BEGIN Given records

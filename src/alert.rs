//! Alert level/description sum types.
//!
//! https://tools.ietf.org/html/rfc8446#section-6

/// Severity of an alert record.
#[derive(Debug, Clone, Copy, PartialEq, Eq)]
pub enum AlertLevel {
    Warning,
    Fatal,
}

/// Reason code carried alongside an [AlertLevel].
///
/// Only the subset of RFC 8446 §6 alert descriptions this driver itself
/// needs to name are enumerated; anything else flows through the record
/// layer collaborator without this crate needing to interpret it.
#[derive(Debug, Clone, Copy, PartialEq, Eq)]
pub enum AlertDescription {
    CloseNotify,
    UnexpectedMessage,
    BadRecordMac,
    RecordOverflow,
    HandshakeFailure,
    DecodeError,
    DecryptError,
    ProtocolVersion,
    InternalError,
    UserCanceled,
    MissingExtension,
}

/// A single parsed alert record: `(level, description)`.
#[derive(Debug, Clone, Copy, PartialEq, Eq)]
pub struct Alert {
    pub level: AlertLevel,
    pub description: AlertDescription,
}

impl Alert {
    pub fn new(level: AlertLevel, description: AlertDescription) -> Self {
        Self { level, description }
    }

    pub fn close_notify() -> Self {
        Self::new(AlertLevel::Warning, AlertDescription::CloseNotify)
    }

    pub fn is_close_notify(&self) -> bool {
        self.level == AlertLevel::Warning && self.description == AlertDescription::CloseNotify
    }
}
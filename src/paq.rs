//! Pending-Action Queue (PAQ) -- §4.6 of SPEC_FULL.md.
//!
//! A FIFO of deferred handlers the initial handshake installs so that a
//! later post-handshake message (e.g. a post-handshake client-auth
//! CertificateRequest/Certificate/CertificateVerify/Finished sequence) gets
//! routed back to the code that knows how to continue it, rather than being
//! hard-coded into the receive loop.

use std::collections::VecDeque;

use async_trait::async_trait;

use crate::context::Context;
use crate::error::TLSError;
use crate::handshake_messages::Handshake13;

/// A single deferred continuation. Implementations may both read and write
/// on `ctx` -- the caller holds the read/write lock for the duration of the
/// call (SPEC_FULL.md §5).
#[async_trait]
pub trait PendingAction: Send + Sync {
    async fn run(&self, ctx: &Context, message: Handshake13) -> Result<(), TLSError>;
}

/// FIFO of installed [PendingAction]s.
#[derive(Default)]
pub struct PendingActionQueue {
    actions: VecDeque<Box<dyn PendingAction>>,
}

impl PendingActionQueue {
    pub fn new() -> Self {
        Self {
            actions: VecDeque::new(),
        }
    }

    pub fn push(&mut self, action: Box<dyn PendingAction>) {
        self.actions.push_back(action);
    }

    /// Pops the next pending action, if any. Atomic with respect to other
    /// callers by virtue of the caller holding `&mut self` through the
    /// Context's internal mutex.
    pub fn pop(&mut self) -> Option<Box<dyn PendingAction>> {
        self.actions.pop_front()
    }

    pub fn is_empty(&self) -> bool {
        self.actions.is_empty()
    }
}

END Given records

**What is expected**
Please copy the line that contains "pub fn new()" and each line after it through the end of the records, exactly, and no other lines.

**Answer to this problem**
    pub fn new() -> Self {
        Self {
            actions: VecDeque::new(),
        }
    }

    pub fn push(&mut self, action: Box<dyn PendingAction>) {
        self.actions.push_back(action);
    }

    /// Pops the next pending action, if any. Atomic with respect to other
    /// callers by virtue of the caller holding `&mut self` through the
    /// Context's internal mutex.
    pub fn pop(&mut self) -> Option<Box<dyn PendingAction>> {
        self.actions.pop_front()
    }

    pub fn is_empty(&self) -> bool {
        self.actions.is_empty()
    }
}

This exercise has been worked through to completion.